◆ Task prompt
Using the data below, determine the number of lines that include the string "bogus". Write only that number.

[Collected data]
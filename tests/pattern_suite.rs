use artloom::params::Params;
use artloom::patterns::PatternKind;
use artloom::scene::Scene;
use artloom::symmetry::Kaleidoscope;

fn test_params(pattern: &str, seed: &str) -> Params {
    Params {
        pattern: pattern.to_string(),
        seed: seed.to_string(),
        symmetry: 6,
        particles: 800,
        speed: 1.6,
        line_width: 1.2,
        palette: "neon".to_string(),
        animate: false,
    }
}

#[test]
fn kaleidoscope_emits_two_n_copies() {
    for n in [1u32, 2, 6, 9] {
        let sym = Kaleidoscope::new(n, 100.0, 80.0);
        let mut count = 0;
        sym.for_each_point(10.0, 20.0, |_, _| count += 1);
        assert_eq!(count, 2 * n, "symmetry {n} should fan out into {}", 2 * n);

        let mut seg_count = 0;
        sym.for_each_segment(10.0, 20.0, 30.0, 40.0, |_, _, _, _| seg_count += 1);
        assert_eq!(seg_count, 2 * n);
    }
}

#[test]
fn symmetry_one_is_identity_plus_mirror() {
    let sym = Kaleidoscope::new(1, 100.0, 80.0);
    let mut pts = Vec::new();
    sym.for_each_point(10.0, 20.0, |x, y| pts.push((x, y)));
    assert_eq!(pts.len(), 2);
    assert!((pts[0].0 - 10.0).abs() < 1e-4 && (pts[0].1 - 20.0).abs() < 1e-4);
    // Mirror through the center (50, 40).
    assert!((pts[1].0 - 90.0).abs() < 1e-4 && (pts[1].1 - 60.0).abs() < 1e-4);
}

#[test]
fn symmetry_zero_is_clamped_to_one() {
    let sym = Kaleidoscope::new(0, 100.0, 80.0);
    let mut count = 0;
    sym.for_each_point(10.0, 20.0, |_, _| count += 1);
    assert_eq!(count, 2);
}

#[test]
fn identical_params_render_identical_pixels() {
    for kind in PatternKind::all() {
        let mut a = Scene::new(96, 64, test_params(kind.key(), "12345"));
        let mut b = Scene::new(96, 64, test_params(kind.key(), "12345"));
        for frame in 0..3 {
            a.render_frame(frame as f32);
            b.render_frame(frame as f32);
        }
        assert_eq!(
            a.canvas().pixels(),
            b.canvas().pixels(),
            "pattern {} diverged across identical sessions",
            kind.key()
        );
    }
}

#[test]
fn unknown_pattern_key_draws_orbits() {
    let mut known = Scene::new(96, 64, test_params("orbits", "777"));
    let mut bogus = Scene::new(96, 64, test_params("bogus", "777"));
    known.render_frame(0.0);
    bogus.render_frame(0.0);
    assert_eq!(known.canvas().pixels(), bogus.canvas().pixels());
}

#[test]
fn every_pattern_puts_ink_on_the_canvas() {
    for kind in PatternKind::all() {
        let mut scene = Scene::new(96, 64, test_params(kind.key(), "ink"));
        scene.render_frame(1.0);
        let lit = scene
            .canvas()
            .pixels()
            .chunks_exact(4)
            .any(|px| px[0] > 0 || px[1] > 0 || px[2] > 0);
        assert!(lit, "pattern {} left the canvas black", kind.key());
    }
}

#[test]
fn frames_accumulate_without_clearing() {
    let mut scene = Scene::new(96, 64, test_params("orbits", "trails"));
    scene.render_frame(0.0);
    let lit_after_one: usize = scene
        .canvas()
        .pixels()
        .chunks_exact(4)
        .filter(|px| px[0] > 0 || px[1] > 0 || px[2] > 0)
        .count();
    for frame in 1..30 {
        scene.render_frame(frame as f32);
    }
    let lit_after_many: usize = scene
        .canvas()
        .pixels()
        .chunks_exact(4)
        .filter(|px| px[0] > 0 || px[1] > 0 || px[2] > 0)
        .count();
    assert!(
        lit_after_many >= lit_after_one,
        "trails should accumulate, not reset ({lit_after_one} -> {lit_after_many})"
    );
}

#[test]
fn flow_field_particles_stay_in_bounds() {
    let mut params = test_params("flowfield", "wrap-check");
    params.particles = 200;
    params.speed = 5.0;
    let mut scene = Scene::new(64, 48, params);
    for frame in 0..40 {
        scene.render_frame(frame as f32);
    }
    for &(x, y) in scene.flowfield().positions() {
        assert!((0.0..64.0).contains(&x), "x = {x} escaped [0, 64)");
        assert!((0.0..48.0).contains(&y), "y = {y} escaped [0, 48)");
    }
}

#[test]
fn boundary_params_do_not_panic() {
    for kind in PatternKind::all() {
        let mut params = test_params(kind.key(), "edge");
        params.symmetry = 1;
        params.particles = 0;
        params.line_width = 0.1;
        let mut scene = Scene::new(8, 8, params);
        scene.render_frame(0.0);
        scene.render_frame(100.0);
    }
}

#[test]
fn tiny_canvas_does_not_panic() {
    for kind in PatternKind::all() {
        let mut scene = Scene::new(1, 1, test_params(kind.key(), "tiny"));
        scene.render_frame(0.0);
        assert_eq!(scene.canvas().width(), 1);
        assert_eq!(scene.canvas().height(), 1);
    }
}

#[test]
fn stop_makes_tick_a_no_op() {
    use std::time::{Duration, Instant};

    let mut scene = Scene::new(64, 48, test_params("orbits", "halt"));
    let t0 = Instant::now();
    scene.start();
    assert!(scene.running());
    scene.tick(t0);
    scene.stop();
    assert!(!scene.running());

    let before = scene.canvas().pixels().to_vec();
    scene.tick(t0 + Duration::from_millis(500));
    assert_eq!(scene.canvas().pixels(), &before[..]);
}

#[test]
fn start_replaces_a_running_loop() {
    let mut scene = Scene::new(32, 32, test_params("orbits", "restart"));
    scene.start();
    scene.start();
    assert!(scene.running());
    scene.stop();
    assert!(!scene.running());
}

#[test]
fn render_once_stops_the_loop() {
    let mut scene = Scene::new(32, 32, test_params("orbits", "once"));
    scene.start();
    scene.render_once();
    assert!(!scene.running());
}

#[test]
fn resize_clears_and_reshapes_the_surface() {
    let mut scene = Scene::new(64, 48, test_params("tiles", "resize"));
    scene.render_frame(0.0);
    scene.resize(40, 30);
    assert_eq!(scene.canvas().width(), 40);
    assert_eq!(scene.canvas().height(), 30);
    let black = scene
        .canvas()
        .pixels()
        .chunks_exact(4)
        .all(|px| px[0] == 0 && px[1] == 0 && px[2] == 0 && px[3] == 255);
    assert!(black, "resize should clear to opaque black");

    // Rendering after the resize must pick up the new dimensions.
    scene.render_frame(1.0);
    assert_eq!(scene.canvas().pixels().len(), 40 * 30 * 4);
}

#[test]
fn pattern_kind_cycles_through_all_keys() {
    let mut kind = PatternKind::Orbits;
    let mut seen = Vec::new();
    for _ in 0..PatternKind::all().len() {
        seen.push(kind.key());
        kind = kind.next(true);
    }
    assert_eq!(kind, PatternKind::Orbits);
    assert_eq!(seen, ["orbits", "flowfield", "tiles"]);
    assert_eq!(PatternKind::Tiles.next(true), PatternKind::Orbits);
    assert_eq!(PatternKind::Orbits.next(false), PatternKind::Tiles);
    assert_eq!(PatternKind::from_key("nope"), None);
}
...
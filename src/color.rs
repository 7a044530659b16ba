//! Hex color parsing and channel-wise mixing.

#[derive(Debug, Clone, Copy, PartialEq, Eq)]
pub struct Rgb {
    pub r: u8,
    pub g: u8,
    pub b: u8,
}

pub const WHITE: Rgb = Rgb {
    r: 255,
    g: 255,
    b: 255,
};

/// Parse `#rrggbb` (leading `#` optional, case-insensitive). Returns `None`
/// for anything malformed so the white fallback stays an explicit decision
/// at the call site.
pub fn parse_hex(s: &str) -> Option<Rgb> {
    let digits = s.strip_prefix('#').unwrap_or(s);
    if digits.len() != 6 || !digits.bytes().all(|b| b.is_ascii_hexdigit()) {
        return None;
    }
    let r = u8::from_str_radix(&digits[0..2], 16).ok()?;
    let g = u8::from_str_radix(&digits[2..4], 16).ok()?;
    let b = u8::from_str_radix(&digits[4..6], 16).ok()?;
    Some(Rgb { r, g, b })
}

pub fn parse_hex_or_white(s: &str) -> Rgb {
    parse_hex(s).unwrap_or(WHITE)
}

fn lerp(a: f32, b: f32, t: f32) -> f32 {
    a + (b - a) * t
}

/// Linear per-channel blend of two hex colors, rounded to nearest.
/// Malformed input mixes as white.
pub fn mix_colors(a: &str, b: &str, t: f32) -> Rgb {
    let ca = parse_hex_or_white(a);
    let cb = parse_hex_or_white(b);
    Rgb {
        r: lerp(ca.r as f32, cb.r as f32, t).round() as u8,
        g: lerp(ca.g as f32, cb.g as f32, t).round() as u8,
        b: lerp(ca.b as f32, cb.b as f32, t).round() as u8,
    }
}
...
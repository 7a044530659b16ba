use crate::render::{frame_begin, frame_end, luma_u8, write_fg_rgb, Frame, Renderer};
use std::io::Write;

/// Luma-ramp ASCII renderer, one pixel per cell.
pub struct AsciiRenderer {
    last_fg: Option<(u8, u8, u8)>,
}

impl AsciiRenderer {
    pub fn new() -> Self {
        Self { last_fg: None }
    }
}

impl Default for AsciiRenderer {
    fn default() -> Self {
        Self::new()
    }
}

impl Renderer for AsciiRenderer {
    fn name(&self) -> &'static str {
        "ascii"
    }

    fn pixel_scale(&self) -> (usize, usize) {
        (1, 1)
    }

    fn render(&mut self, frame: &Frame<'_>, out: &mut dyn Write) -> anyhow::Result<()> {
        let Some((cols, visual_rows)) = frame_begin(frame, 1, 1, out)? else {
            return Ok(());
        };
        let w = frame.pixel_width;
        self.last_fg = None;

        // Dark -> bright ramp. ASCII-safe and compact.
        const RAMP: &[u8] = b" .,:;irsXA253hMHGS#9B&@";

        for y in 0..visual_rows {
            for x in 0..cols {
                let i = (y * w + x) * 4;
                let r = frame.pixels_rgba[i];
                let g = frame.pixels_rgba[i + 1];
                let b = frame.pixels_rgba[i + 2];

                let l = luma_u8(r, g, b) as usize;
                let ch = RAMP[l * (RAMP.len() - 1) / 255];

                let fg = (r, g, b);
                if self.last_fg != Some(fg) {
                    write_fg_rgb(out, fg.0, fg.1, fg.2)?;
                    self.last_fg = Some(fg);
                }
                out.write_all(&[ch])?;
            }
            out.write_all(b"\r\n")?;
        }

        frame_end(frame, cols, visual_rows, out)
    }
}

◆ Answer section
3